Grain mites are pests that can feed on a variety of processed or finely ground grains, wheat germ, yeast, cheese, powdered milk, flour, or mold spores. Under hot, humid conditions, very large populations of these tiny creatures can develop rapidly. Female grain mites lay up to 800 eggs on the surface of food materials.

 

The life cycle from egg to adult takes only about two weeks at normal room temperatures. Overcrowding in heavily infested products will force mites to move off in search of other food sources. This "spill over" can produce a fine dust-like layer of these mites on a shelf, product bag, or counter. This "mite dust" is often the first sign of trouble and usually means there are one or more heavily infested items not far away.

 

There are no good chemical solutions to this problem. A thorough search must be made to locate infested packages so that they can be thrown away. All of the items on the shelf should be wiped off to remove and kill wandering mites before they enter another container. A rag with hot soapy water can be used to wipe up and clean out the mites on flat surfaces. Wash out the rag frequently and keep it soapy.

 

Cracks and crevices on counters or in shelving can be cleaned with the crevice tool of a vacuum cleaner to remove both mites and fine particles of processed foods that can keep the infestation going. Immature stages of these mites can enter a resting stage that will allow them to survive for several weeks when conditions are not favorable. Thorough sanitation will help to remove as many of these as possible. In spite of the most thorough cleanup, some mites will remain behind. That is why it is important to be sure that all remaining potential food sources should be stored in tightly sealed containers that will keep wandering mites out.

 

A thorough cleanup and sealing of stored products, along with ventilation to reduce the humidity, will bring the problem under control without the potential hazard of contaminating food or preparation surfaces with an insecticide.

 

In general, applications of insecticides are not recommended in the kitchen or storage area.
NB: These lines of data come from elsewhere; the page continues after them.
use std::sync::Arc;

use chrono::{Duration, Utc};

use crate::error::{ApiError, ApiResult};
use crate::metadata::canonical::{canonical_bytes, canonicalize_raw, content_hash, sha256_hex};
use crate::metadata::model::{BatchDraft, MetadataDocument, PublishedMetadata};
use crate::metadata::store::MetadataStore;

/// Publishes batch metadata documents and reads them back with integrity checks
#[derive(Clone)]
pub struct MetadataPublisher {
    store: Arc<dyn MetadataStore>,
    production_skew: Duration,
}

impl MetadataPublisher {
    pub fn new(store: Arc<dyn MetadataStore>, production_skew: Duration) -> Self {
        Self {
            store,
            production_skew,
        }
    }

    /// Validate a draft, persist its canonical document and return the reference and hash
    pub async fn publish(&self, draft: &BatchDraft) -> ApiResult<PublishedMetadata> {
        draft.check(Utc::now(), self.production_skew)?;

        let document = MetadataDocument::from(draft);
        let bytes = canonical_bytes(&document)?;
        let content_hash = sha256_hex(&bytes);
        let reference = self.store.put(bytes).await?;

        tracing::info!(
            reference = %reference,
            content_hash = %content_hash,
            name = %draft.name,
            "Published batch metadata"
        );

        Ok(PublishedMetadata {
            reference,
            content_hash,
        })
    }

    /// Fetch a document and convert it back into a draft
    pub async fn fetch(&self, reference: &str, expected_hash: Option<&str>) -> ApiResult<BatchDraft> {
        let document = self.fetch_document(reference, expected_hash).await?;
        Ok(BatchDraft::from(document))
    }

    /// Fetch the raw document behind `reference`.
    ///
    /// The hash is computed over the canonical form of the stored bytes, so a
    /// store that reorders keys or reformats whitespace still verifies.
    pub async fn fetch_document(
        &self,
        reference: &str,
        expected_hash: Option<&str>,
    ) -> ApiResult<MetadataDocument> {
        let raw = self
            .store
            .get(reference)
            .await?
            .ok_or_else(|| ApiError::NotFound(format!("Metadata document {} not found", reference)))?;

        let canonical = canonicalize_raw(&raw).map_err(|e| ApiError::IntegrityError {
            reference: reference.to_string(),
            expected: expected_hash.unwrap_or("<any>").to_string(),
            actual: format!("unparsable document ({})", e),
        })?;

        if let Some(expected) = expected_hash {
            let actual = sha256_hex(&canonical);
            if !actual.eq_ignore_ascii_case(expected) {
                tracing::warn!(
                    reference = %reference,
                    expected = %expected,
                    actual = %actual,
                    "Metadata integrity check failed"
                );
                return Err(ApiError::IntegrityError {
                    reference: reference.to_string(),
                    expected: expected.to_string(),
                    actual,
                });
            }
        }

        serde_json::from_slice(&canonical).map_err(|e| ApiError::IntegrityError {
            reference: reference.to_string(),
            expected: expected_hash.unwrap_or("<any>").to_string(),
            actual: format!("document does not match the metadata schema ({})", e),
        })
    }

    /// Confirm a reference exists and hashes to `expected_hash`
    pub async fn verify_reference(&self, reference: &str, expected_hash: &str) -> ApiResult<MetadataDocument> {
        self.fetch_document(reference, Some(expected_hash)).await
    }

    /// Canonical content hash of a document
    pub fn content_hash(document: &MetadataDocument) -> ApiResult<String> {
        Ok(content_hash(document)?)
    }
}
Prevention is the best cure. Do not buy items in damaged packages or containers that appear to be damp. Store potential problem items in sealed containers so that if an infestation develops, it cannot spread. Inspect storage areas regularly and use up old products before opening new ones. Keep the area well-ventilated and the humidity as low as practical.

 

Revised: 10/95

 

CAUTION! Pesticide recommendations in this publication are registered for use in Kentucky, USA ONLY! The use of some products may not be legal in your state or country. Please check with your local county agent or regulatory official before using any pesticide mentioned in this publication.

 

Of course, ALWAYS READ AND FOLLOW LABEL DIRECTIONS FOR SAFE USE OF ANY PESTICIDE!